You make her come with deep, urgent strokes, your mouth at rest at the corner of her lips, and she sighs for you as she shakes through her climax, brushes her hand over the small of your back, and you spill yourself with a force that leaves you trembling, aching to push yourself even closer, deeper, all the way in.

It's over too soon, and you bend over her with a hunger that no amount of fucking will ever acquiesce, a desire to hold her and have her mouth fall open under the intensity of your kiss.

And she's vulnerable in her afterglow, lets you slide your mouth over her neck, the rush of her pulse, the sweet, yielding curve of her lips.

Stays with you for longer than she ever has, still in your arms, until suddenly she isn't, and you won't see her flee from you, from this, even one more time.

You take a hold of her wrist, non too lightly, so that if she really wants to break free, she'll have to make a struggle of it.

"Let me go," she says, roughly, her arm stiff and hard with tension, her voice brittle with it.

"No," you say, rubbing your thumb over the incredible softness on the inside of her wrist. Tender, and her mouth twists with it, angry-scared, and she tugs, and then she folds, all of her, inside and out, and she sags back down next to you.

"I'm not yours," she says, harshly, with her eyes closed, her fingers tight and hard and bruising on your arm. You cover the unforgiving curl of her hand with the warm weight of yours, holding on, your fingers working themselves into the spaces between hers.

Mine, if only she wants to listen to it.

"I've thought about walking away.
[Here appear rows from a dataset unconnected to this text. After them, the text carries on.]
//! OpenStreetMap Nominatim geocoder.
//!
//! The public instance allows one request per second and requires an
//! identifying User-Agent. Self-hosted instances are reached by overriding
//! `base_url`.

use std::collections::HashMap;
use std::time::Instant;

use async_trait::async_trait;
use serde::Deserialize;

use super::http::Endpoint;
use super::{finish_forward, finish_reverse, non_empty, GeocodingProvider};
use crate::config::{ProviderSettings, NOMINATIM_BASE_URL};
use crate::error_handling::GeocodingError;
use crate::models::{
    AddressComponents, GeocodingRequest, GeocodingResult, MatchType, ProviderId,
    ReverseGeocodingResult,
};

#[derive(Debug, Deserialize)]
struct Place {
    lat: String,
    lon: String,
    display_name: Option<String>,
    #[serde(default)]
    place_rank: u32,
    #[serde(default)]
    address: HashMap<String, String>,
}

/// `/reverse` answers with either a place or `{"error": "..."}`.
#[derive(Debug, Deserialize)]
#[serde(untagged)]
enum ReverseResponse {
    Place(Place),
    Error { error: String },
}

/// Confidence and match type from the place's rank in the OSM hierarchy.
fn rank_quality(place_rank: u32) -> (f64, MatchType) {
    match place_rank {
        30..=u32::MAX => (0.85, MatchType::Exact),
        26..=29 => (0.70, MatchType::Interpolated),
        _ => (0.50, MatchType::Approximate),
    }
}

fn address_components(place: &Place) -> AddressComponents {
    let get = |key: &str| non_empty(place.address.get(key).map(String::as_str));
    let street = match (get("house_number"), get("road")) {
        (Some(number), Some(road)) => Some(format!("{number} {road}")),
        (None, road) => road,
        (number, None) => number,
    };
    // "ISO3166-2-lvl4": "US-CA" → "CA"
    let state_code = place
        .address
        .iter()
        .find(|(key, _)| key.starts_with("ISO3166-2"))
        .and_then(|(_, code)| code.rsplit('-').next())
        .and_then(|code| non_empty(Some(code)));

    AddressComponents {
        formatted_address: non_empty(place.display_name.as_deref()),
        street,
        city: get("city")
            .or_else(|| get("town"))
            .or_else(|| get("village"))
            .or_else(|| get("hamlet")),
        county: get("county"),
        state: get("state"),
        state_code,
        postal_code: get("postcode"),
        country: get("country"),
        country_code: get("country_code").map(|c| c.to_ascii_uppercase()),
    }
}

fn coordinates(place: &Place) -> Result<(f64, f64), GeocodingError> {
    let latitude = place.lat.trim().parse::<f64>();
    let longitude = place.lon.trim().parse::<f64>();
    match (latitude, longitude) {
        (Ok(lat), Ok(lon)) => Ok((lat, lon)),
        _ => Err(GeocodingError::ProviderError(format!(
            "nominatim returned unparseable coordinates ({}, {})",
            place.lat, place.lon
        ))),
    }
}

fn map_search(
    request: &GeocodingRequest,
    places: Vec<Place>,
) -> Result<GeocodingResult, GeocodingError> {
    let Some(place) = places.into_iter().next() else {
        return Err(GeocodingError::NotFound(format!(
            "nominatim found no match for '{}'",
            request.address
        )));
    };
    let (latitude, longitude) = coordinates(&place)?;
    let (confidence, match_type) = rank_quality(place.place_rank);
    Ok(GeocodingResult::success(
        request.address.clone(),
        ProviderId::Nominatim,
        latitude,
        longitude,
        confidence,
        match_type,
    )
    .with_address(address_components(&place)))
}

fn map_reverse(
    latitude: f64,
    longitude: f64,
    response: ReverseResponse,
) -> Result<ReverseGeocodingResult, GeocodingError> {
    let place = match response {
        ReverseResponse::Place(place) => place,
        ReverseResponse::Error { error } => {
            return Err(GeocodingError::NotFound(format!("nominatim: {error}")))
        }
    };
    let (confidence, match_type) = rank_quality(place.place_rank);
    Ok(ReverseGeocodingResult::success(
        latitude,
        longitude,
        ProviderId::Nominatim,
        address_components(&place),
        confidence,
        match_type,
    ))
}

/// Adapter for the Nominatim `/search` and `/reverse` endpoints.
pub struct NominatimProvider {
    endpoint: Endpoint,
}

impl NominatimProvider {
    pub fn new(settings: &ProviderSettings) -> Result<Self, GeocodingError> {
        Ok(Self {
            endpoint: Endpoint::new(ProviderId::Nominatim, settings, NOMINATIM_BASE_URL)?,
        })
    }

    async fn search(&self, request: &GeocodingRequest) -> Result<GeocodingResult, GeocodingError> {
        let mut url = self.endpoint.url(&["search"]);
        {
            let mut query = url.query_pairs_mut();
            query
                .append_pair("q", &request.one_line())
                .append_pair("format", "jsonv2")
                .append_pair("addressdetails", "1")
                .append_pair("limit", "1");
            if let Some(code) = request.country_code() {
                query.append_pair("countrycodes", &code);
            }
        }
        let places: Vec<Place> = self.endpoint.get_json(url).await?;
        map_search(request, places)
    }

    async fn reverse(
        &self,
        latitude: f64,
        longitude: f64,
    ) -> Result<ReverseGeocodingResult, GeocodingError> {
        let mut url = self.endpoint.url(&["reverse"]);
        url.query_pairs_mut()
            .append_pair("lat", &latitude.to_string())
            .append_pair("lon", &longitude.to_string())
            .append_pair("format", "jsonv2")
            .append_pair("addressdetails", "1");
        let response: ReverseResponse = self.endpoint.get_json(url).await?;
        map_reverse(latitude, longitude, response)
    }
}

#[async_trait]
impl GeocodingProvider for NominatimProvider {
    fn id(&self) -> ProviderId {
        ProviderId::Nominatim
    }

    async fn geocode(&self, request: &GeocodingRequest) -> GeocodingResult {
        let started = Instant::now();
        let outcome = self.search(request).await;
        finish_forward(ProviderId::Nominatim, request, started, outcome)
    }

    async fn reverse_geocode(&self, latitude: f64, longitude: f64) -> ReverseGeocodingResult {
        let started = Instant::now();
        let outcome = self.reverse(latitude, longitude).await;
        finish_reverse(ProviderId::Nominatim, latitude, longitude, started, outcome)
    }
}

#[cfg(test)]
mod tests {
    use super::*;

    const BUILDING: &str = r#"[{
        "place_id": 1,
        "lat": "37.4224858",
        "lon": "-122.0855846",
        "display_name": "1600, Amphitheatre Parkway, Mountain View, Santa Clara County, California, 94043, United States",
        "place_rank": 30,
        "address": {
            "house_number": "1600",
            "road": "Amphitheatre Parkway",
            "city": "Mountain View",
            "county": "Santa Clara County",
            "state": "California",
            "ISO3166-2-lvl4": "US-CA",
            "postcode": "94043",
            "country": "United States",
            "country_code": "us"
        }
    }]"#;

    #[test]
    fn test_rank_quality_table() {
        assert_eq!(rank_quality(30), (0.85, MatchType::Exact));
        assert_eq!(rank_quality(26), (0.70, MatchType::Interpolated));
        assert_eq!(rank_quality(29), (0.70, MatchType::Interpolated));
        assert_eq!(rank_quality(16), (0.50, MatchType::Approximate));
    }

    #[test]
    fn test_building_match() {
        let places: Vec<Place> = serde_json::from_str(BUILDING).unwrap();
        let result = map_search(&GeocodingRequest::new("1600 Amphitheatre Pkwy"), places).unwrap();

        assert!(result.is_success());
        assert_eq!(result.confidence, 0.85);
        assert_eq!(result.match_type, MatchType::Exact);
        assert_eq!(result.latitude, Some(37.4224858));
        assert_eq!(result.address.street.as_deref(), Some("1600 Amphitheatre Parkway"));
        assert_eq!(result.address.city.as_deref(), Some("Mountain View"));
        assert_eq!(result.address.state_code.as_deref(), Some("CA"));
        assert_eq!(result.address.country_code.as_deref(), Some("US"));
    }

    #[test]
    fn test_town_used_when_no_city() {
        let json = r#"[{"lat": "44.0", "lon": "-72.0", "place_rank": 26,
            "address": {"road": "Elm St", "town": "Bradford"}}]"#;
        let places: Vec<Place> = serde_json::from_str(json).unwrap();
        let result = map_search(&GeocodingRequest::new("Elm St"), places).unwrap();
        assert_eq!(result.address.city.as_deref(), Some("Bradford"));
        assert_eq!(result.address.street.as_deref(), Some("Elm St"));
        assert_eq!(result.match_type, MatchType::Interpolated);
    }

    #[test]
    fn test_empty_search_is_not_found() {
        let err = map_search(&GeocodingRequest::new("zzz"), Vec::new()).unwrap_err();
        assert!(matches!(err, GeocodingError::NotFound(_)));
    }

    #[test]
    fn test_bad_coordinates_are_provider_error() {
        let json = r#"[{"lat": "north", "lon": "-72.0", "place_rank": 30}]"#;
        let places: Vec<Place> = serde_json::from_str(json).unwrap();
        let err = map_search(&GeocodingRequest::new("x"), places).unwrap_err();
        assert!(matches!(err, GeocodingError::ProviderError(_)));
    }

    #[test]
    fn test_reverse_error_body() {
        let response: ReverseResponse =
            serde_json::from_str(r#"{"error": "Unable to geocode"}"#).unwrap();
        let err = map_reverse(0.0, 0.0, response).unwrap_err();
        assert!(matches!(err, GeocodingError::NotFound(_)));
    }
}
All the time, in the beginning. But every day, I've stayed." You kiss the hard line of her mouth, linger over it until her lips grow soft for you. “I'm not leaving, Trina. I'm never going to look the other way.”

And for the first time, she settles, quiet and still and soft in your arms. Pondering to stay.
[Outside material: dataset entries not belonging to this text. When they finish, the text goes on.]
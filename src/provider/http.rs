//! Shared HTTP plumbing for provider adapters.

use reqwest::Client;
use serde::de::DeserializeOwned;
use url::Url;

use crate::config::ProviderSettings;
use crate::error_handling::{
    categorize_reqwest_error, categorize_status, truncate_message, GeocodingError,
};
use crate::initialization::init_client;
use crate::models::ProviderId;

/// A provider's HTTP client bound to its base URL.
pub(crate) struct Endpoint {
    provider: ProviderId,
    client: Client,
    base_url: Url,
}

impl Endpoint {
    /// Builds the client and validates the (possibly overridden) base URL.
    pub(crate) fn new(
        provider: ProviderId,
        settings: &ProviderSettings,
        default_base_url: &str,
    ) -> Result<Self, GeocodingError> {
        let raw = settings.base_url_or(default_base_url);
        let base_url = Url::parse(&raw).map_err(|e| {
            GeocodingError::ProviderError(format!("invalid base URL for {provider} ({raw}): {e}"))
        })?;
        if base_url.cannot_be_a_base() {
            return Err(GeocodingError::ProviderError(format!(
                "invalid base URL for {provider}: {raw}"
            )));
        }
        let client = init_client(settings).map_err(|e| {
            GeocodingError::ProviderError(format!("could not build HTTP client for {provider}: {e}"))
        })?;
        Ok(Self {
            provider,
            client,
            base_url,
        })
    }

    /// Base URL with `segments` appended; each segment is percent-encoded.
    pub(crate) fn url(&self, segments: &[&str]) -> Url {
        let mut url = self.base_url.clone();
        // Checked in `new`: the base URL can carry path segments
        if let Ok(mut path) = url.path_segments_mut() {
            path.pop_if_empty().extend(segments);
        }
        url
    }

    /// Issues a GET and decodes a JSON body.
    ///
    /// Non-2xx statuses are categorized from the status code and body; URLs
    /// are stripped from transport errors since they may carry credentials.
    pub(crate) async fn get_json<T: DeserializeOwned>(&self, url: Url) -> Result<T, GeocodingError> {
        log::debug!("{} GET {}", self.provider, url.path());

        let response = self
            .client
            .get(url)
            .send()
            .await
            .map_err(|e| categorize_reqwest_error(self.provider, &e.without_url()))?;

        let status = response.status();
        let body = response
            .text()
            .await
            .map_err(|e| categorize_reqwest_error(self.provider, &e.without_url()))?;

        if !status.is_success() {
            return Err(categorize_status(self.provider, status, &body));
        }

        serde_json::from_str(&body).map_err(|e| {
            GeocodingError::ProviderError(truncate_message(&format!(
                "{} returned a malformed response: {e}",
                self.provider
            )))
        })
    }
}
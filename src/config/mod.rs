//! Library configuration and constants.
//!
//! This module provides:
//! - Configuration constants (thresholds, rates, timeouts, endpoints)
//! - `GeocoderConfig` and per-provider `ProviderSettings`
//! - Logging level/format types

mod constants;
mod types;

// Re-export all constants
pub use constants::*;
pub use types::{GeocoderConfig, LogFormat, ProviderSettings};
Willing to take the risk of trusting you with more than the bare bones of a shared existence.

"Tell me what happened," you murmur over the rush of her breath, the loud-hard rap of your pulse in your ears. “Something upset you.”

She tenses against you, her body small and hard, but she makes no move away from you. If anything, she's slipping the tiniest bit closer with her next breath out.
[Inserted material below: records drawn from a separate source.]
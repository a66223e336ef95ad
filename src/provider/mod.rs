//! Geocoding provider adapters.
//!
//! Each adapter turns one request into exactly one network call and maps the
//! provider's response onto the common result types. Faults never escape an
//! adapter: they become a result whose status and `error_message` describe
//! what went wrong.

mod census;
mod google;
mod http;
mod mapbox;
mod nominatim;
mod registry;

use std::time::Instant;

use async_trait::async_trait;

use crate::error_handling::GeocodingError;
use crate::models::{GeocodingRequest, GeocodingResult, ProviderId, ReverseGeocodingResult};

pub use census::CensusProvider;
pub use google::GoogleProvider;
pub use mapbox::MapboxProvider;
pub use nominatim::NominatimProvider;
pub use registry::{build_provider, build_registry};

/// A geocoding service the pipeline can consult.
///
/// Implementations must be cheap to share (`Arc<dyn GeocodingProvider>`) and
/// must not panic on bad input; the pipeline still contains a panic as an
/// empty attempt.
#[async_trait]
pub trait GeocodingProvider: Send + Sync {
    /// Identifier used for ordering, rate limiting and attribution.
    fn id(&self) -> ProviderId;

    /// Resolves an address to coordinates.
    async fn geocode(&self, request: &GeocodingRequest) -> GeocodingResult;

    /// Resolves coordinates to an address.
    async fn reverse_geocode(&self, latitude: f64, longitude: f64) -> ReverseGeocodingResult;
}

fn elapsed_ms(started: Instant) -> u64 {
    u64::try_from(started.elapsed().as_millis()).unwrap_or(u64::MAX)
}

fn log_fault(provider: ProviderId, error: &GeocodingError) {
    match error {
        GeocodingError::NotFound(_) => log::debug!("{}: {}", provider, error),
        _ => log::warn!("{}: {}", provider, error),
    }
}

/// Converts an adapter's internal outcome into a forward result.
pub(crate) fn finish_forward(
    provider: ProviderId,
    request: &GeocodingRequest,
    started: Instant,
    outcome: Result<GeocodingResult, GeocodingError>,
) -> GeocodingResult {
    let result = outcome.unwrap_or_else(|error| {
        log_fault(provider, &error);
        GeocodingResult::failure(
            request.address.clone(),
            Some(provider),
            error.status(),
            error.to_string(),
        )
    });
    result.with_response_time(elapsed_ms(started))
}

/// Converts an adapter's internal outcome into a reverse result.
pub(crate) fn finish_reverse(
    provider: ProviderId,
    latitude: f64,
    longitude: f64,
    started: Instant,
    outcome: Result<ReverseGeocodingResult, GeocodingError>,
) -> ReverseGeocodingResult {
    let result = outcome.unwrap_or_else(|error| {
        log_fault(provider, &error);
        ReverseGeocodingResult::failure(
            latitude,
            longitude,
            Some(provider),
            error.status(),
            error.to_string(),
        )
    });
    result.with_response_time(elapsed_ms(started))
}

/// Trims a provider string field, dropping it when blank.
pub(crate) fn non_empty(value: Option<&str>) -> Option<String> {
    value
        .map(str::trim)
        .filter(|v| !v.is_empty())
        .map(str::to_string)
}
"I lost a little girl today. She was so small. So quiet and brave, right up until her very last breath. And her mother couldn't stop crying. Wouldn't let go of her. I fought so hard not to lose her. So hard, Gabriel." Another first, because up until now, she's never once used your given name. Avoided it to the point where you couldn't imagine anymore how lovely it would sound. Even like this, wound tight with her pain. "I keep losing them. So many. I can't go on. I can't. No more."

"Yeah, you can. You've saved so many, Trina. More than you've lost. You'll go on, because without you, what chance do they have left? No one else cares. But you do. You keep fighting. You're strong that way."

She peels herself free from your grasp, sits up to look at you with that frown on her face.

“You don't know me.”

“Oh, yeah?” You follow suit, resting your hand on the bend of her knee, rubbing at the warmth of her skin. “You think you can live with someone for as long as we have, and not get to know them far better than they think? You think your silence told me nothing? The look on your face when you came home after another long night spent in your clinic? The way you would sit with me at that table for hours on end while I was busy poring over the mess that is my research? Well, think again.”

You take a hold of her face to kiss her, harder than you've ever dared, and don't stop until she's gasping for breath, her fingers sliding over the arch of your shoulder. And you stare at her face, the wet-lush shine of her mouth, the line of her scar, the sheen of doubt lurking in her eyes.

"Don't look at me like that,” she says, quiet as a whisper, a question somewhere in the lilt of her voice.

"Like what?"

"Like you see her."

"I know exactly who I see. I see you." And you trace the length of her scar with the tip of your finger, up, down, up again, deliberately, and she doesn't flinch, doesn't waver, too strong to hide. Too proud.

Too hopeful.

And so, for the first time in over a year, are you.

Whether or not you'll find your way back.